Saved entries
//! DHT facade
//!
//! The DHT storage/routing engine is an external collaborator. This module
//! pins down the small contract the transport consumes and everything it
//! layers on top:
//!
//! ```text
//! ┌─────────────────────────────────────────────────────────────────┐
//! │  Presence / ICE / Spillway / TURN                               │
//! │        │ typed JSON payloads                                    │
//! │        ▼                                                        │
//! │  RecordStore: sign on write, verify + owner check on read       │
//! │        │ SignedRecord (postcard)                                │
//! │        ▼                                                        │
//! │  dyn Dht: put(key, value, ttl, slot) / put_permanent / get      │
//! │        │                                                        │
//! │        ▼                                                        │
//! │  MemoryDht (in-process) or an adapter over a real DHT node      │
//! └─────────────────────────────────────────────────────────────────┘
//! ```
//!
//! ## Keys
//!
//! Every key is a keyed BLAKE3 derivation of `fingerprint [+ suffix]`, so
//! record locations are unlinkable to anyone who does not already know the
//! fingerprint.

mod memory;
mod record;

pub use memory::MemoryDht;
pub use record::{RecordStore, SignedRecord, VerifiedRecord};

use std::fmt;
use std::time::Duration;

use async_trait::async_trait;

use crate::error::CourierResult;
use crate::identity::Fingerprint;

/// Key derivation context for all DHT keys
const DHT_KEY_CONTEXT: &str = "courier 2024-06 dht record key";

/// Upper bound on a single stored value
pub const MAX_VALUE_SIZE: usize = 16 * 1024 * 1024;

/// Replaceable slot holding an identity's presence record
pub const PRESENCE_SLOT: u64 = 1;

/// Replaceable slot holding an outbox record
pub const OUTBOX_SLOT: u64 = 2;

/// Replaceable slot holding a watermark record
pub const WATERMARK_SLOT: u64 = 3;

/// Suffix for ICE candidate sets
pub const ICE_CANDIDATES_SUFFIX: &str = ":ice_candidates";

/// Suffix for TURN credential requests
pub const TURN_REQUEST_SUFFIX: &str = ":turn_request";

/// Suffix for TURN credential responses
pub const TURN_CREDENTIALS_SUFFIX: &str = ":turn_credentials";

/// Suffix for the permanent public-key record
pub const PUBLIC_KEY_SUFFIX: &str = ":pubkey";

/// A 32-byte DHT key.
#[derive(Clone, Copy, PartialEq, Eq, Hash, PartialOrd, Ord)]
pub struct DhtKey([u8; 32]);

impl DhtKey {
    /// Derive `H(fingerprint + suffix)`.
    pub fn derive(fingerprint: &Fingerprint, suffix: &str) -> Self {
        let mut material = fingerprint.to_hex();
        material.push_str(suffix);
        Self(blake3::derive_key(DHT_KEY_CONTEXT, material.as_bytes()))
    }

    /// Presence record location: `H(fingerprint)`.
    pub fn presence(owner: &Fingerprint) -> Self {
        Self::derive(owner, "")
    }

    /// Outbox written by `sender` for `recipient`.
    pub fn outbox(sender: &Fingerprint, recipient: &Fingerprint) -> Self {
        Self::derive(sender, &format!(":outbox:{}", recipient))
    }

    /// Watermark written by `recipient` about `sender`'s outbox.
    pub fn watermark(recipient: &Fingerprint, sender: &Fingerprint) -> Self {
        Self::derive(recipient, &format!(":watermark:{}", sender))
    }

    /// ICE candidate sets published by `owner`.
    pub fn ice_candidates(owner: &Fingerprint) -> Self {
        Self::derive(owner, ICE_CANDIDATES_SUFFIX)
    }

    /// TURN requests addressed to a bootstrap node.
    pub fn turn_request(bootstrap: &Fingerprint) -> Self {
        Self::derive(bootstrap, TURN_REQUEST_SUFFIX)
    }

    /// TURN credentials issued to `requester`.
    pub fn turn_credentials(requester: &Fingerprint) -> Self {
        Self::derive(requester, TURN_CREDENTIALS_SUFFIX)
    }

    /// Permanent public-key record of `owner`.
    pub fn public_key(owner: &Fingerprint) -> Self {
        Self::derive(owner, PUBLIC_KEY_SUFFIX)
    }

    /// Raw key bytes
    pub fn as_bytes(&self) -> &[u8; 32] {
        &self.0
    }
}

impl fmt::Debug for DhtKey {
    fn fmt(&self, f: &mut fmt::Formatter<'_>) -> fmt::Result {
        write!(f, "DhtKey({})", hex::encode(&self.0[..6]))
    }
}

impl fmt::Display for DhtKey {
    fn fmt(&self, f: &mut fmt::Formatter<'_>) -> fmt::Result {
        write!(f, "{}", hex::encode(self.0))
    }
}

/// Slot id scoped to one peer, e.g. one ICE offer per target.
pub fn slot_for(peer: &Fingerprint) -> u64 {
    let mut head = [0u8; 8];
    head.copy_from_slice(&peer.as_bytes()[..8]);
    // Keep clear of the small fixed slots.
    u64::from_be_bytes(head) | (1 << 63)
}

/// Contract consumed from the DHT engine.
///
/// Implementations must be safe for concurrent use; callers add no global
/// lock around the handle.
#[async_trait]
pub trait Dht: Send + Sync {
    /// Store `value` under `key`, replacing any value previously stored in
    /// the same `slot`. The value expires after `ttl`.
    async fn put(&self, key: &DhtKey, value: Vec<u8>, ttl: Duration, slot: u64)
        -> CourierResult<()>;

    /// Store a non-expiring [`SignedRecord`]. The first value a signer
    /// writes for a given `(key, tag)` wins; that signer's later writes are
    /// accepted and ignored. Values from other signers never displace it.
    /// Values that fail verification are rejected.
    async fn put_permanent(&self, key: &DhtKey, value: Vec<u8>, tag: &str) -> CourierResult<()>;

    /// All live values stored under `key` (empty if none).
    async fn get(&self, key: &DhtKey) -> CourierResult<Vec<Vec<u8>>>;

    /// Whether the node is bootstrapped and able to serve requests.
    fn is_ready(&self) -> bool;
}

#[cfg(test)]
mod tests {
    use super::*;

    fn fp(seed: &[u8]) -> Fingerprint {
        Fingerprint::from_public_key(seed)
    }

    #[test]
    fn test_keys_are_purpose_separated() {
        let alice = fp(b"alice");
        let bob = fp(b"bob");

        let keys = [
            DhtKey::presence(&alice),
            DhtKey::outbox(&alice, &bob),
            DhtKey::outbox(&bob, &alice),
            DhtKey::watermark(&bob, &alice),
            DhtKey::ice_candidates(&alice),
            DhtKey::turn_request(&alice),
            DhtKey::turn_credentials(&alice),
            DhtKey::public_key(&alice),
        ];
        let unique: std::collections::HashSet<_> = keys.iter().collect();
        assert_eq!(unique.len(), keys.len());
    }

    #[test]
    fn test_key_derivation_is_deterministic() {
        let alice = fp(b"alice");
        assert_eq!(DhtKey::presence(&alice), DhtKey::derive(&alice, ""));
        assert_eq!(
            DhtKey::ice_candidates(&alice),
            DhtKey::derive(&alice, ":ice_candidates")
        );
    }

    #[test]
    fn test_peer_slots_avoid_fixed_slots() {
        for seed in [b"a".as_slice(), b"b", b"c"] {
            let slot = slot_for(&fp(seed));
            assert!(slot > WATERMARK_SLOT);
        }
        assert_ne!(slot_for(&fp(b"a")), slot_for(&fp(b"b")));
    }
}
---
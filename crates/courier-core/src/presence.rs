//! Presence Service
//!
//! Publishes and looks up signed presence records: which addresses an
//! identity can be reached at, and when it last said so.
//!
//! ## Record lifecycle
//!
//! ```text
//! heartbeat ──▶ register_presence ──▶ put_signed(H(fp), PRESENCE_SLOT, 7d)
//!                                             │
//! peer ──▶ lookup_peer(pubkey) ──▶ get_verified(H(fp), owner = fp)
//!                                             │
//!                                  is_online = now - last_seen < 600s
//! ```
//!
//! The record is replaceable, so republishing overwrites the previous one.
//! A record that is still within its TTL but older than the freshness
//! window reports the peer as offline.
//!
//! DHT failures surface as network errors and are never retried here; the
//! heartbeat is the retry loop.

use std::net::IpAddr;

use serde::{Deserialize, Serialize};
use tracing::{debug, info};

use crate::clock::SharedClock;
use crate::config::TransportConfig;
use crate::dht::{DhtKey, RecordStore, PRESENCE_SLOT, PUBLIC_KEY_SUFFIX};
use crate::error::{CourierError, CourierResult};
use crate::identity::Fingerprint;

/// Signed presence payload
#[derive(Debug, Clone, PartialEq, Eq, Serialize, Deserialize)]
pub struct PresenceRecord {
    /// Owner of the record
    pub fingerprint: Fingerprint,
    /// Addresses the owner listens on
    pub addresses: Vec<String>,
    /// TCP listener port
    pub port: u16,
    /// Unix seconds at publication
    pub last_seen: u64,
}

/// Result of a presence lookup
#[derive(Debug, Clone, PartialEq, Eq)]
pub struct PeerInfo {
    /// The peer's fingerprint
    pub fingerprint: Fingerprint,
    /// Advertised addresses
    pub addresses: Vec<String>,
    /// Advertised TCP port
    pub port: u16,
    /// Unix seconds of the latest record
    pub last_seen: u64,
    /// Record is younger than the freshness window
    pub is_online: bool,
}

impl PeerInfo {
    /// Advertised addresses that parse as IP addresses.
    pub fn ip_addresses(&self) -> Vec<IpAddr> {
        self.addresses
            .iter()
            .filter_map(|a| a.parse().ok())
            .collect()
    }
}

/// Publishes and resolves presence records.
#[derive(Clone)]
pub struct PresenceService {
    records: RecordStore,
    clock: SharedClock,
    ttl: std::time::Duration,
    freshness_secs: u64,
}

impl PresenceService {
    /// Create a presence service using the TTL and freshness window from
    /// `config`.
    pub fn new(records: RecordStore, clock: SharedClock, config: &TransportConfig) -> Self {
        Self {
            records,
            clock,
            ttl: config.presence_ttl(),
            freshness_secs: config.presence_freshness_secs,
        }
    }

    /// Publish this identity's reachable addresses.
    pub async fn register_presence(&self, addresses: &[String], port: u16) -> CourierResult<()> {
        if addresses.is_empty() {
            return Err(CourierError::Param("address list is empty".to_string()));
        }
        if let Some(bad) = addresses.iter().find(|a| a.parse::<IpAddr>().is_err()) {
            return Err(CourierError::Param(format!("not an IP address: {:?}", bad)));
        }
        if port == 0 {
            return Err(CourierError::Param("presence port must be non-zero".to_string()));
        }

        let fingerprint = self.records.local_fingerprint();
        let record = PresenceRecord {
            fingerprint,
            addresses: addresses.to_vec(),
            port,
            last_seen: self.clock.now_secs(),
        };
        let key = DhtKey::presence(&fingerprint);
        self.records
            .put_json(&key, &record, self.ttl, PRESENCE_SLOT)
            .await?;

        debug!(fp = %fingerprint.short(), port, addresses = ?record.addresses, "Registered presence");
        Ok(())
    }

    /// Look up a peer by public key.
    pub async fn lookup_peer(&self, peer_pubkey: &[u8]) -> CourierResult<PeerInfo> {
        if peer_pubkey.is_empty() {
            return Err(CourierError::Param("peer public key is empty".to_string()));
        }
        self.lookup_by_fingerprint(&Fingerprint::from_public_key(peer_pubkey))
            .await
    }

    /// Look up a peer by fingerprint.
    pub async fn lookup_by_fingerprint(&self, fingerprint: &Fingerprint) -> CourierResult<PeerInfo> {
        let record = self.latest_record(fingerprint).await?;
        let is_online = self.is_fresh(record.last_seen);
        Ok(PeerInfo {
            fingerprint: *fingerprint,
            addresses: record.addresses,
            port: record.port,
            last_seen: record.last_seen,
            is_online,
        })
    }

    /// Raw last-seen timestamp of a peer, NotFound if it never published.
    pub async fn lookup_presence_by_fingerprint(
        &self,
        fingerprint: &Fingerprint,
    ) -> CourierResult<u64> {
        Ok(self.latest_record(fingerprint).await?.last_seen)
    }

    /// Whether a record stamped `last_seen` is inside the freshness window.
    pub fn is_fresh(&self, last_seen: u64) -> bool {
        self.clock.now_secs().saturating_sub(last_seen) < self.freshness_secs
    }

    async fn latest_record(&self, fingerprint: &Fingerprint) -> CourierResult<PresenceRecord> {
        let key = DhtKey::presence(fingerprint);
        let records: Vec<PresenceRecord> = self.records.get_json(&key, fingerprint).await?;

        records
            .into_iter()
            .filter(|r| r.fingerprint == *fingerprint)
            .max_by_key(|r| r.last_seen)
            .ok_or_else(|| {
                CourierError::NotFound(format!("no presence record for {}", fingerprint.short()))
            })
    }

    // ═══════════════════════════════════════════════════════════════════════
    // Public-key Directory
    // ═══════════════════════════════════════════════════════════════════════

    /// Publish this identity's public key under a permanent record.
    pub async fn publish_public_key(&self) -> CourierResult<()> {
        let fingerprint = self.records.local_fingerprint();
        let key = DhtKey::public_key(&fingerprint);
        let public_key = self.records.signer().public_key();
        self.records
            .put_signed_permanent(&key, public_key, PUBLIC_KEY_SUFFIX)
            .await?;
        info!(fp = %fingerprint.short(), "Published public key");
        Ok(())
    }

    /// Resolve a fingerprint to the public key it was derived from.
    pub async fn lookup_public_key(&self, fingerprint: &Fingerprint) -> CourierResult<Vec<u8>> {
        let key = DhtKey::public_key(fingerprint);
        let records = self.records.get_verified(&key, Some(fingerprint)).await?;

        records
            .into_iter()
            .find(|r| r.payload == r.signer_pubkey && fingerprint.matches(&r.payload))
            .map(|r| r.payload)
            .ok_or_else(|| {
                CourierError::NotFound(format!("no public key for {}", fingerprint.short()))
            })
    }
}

**ABOUT THIS EXERCISE:** Restate word for word the entries above, starting at the line with "pub const TURN_CREDENTIALS_SUFFIX: &str" and ending at the line with "candidate sets published", inclusive, and no others.

**RESULT OF THIS EXERCISE:**
pub const TURN_CREDENTIALS_SUFFIX: &str = ":turn_credentials";

/// Suffix for the permanent public-key record
pub const PUBLIC_KEY_SUFFIX: &str = ":pubkey";

/// A 32-byte DHT key.
#[derive(Clone, Copy, PartialEq, Eq, Hash, PartialOrd, Ord)]
pub struct DhtKey([u8; 32]);

impl DhtKey {
    /// Derive `H(fingerprint + suffix)`.
    pub fn derive(fingerprint: &Fingerprint, suffix: &str) -> Self {
        let mut material = fingerprint.to_hex();
        material.push_str(suffix);
        Self(blake3::derive_key(DHT_KEY_CONTEXT, material.as_bytes()))
    }

    /// Presence record location: `H(fingerprint)`.
    pub fn presence(owner: &Fingerprint) -> Self {
        Self::derive(owner, "")
    }

    /// Outbox written by `sender` for `recipient`.
    pub fn outbox(sender: &Fingerprint, recipient: &Fingerprint) -> Self {
        Self::derive(sender, &format!(":outbox:{}", recipient))
    }

    /// Watermark written by `recipient` about `sender`'s outbox.
    pub fn watermark(recipient: &Fingerprint, sender: &Fingerprint) -> Self {
        Self::derive(recipient, &format!(":watermark:{}", sender))
    }

    /// ICE candidate sets published by `owner`.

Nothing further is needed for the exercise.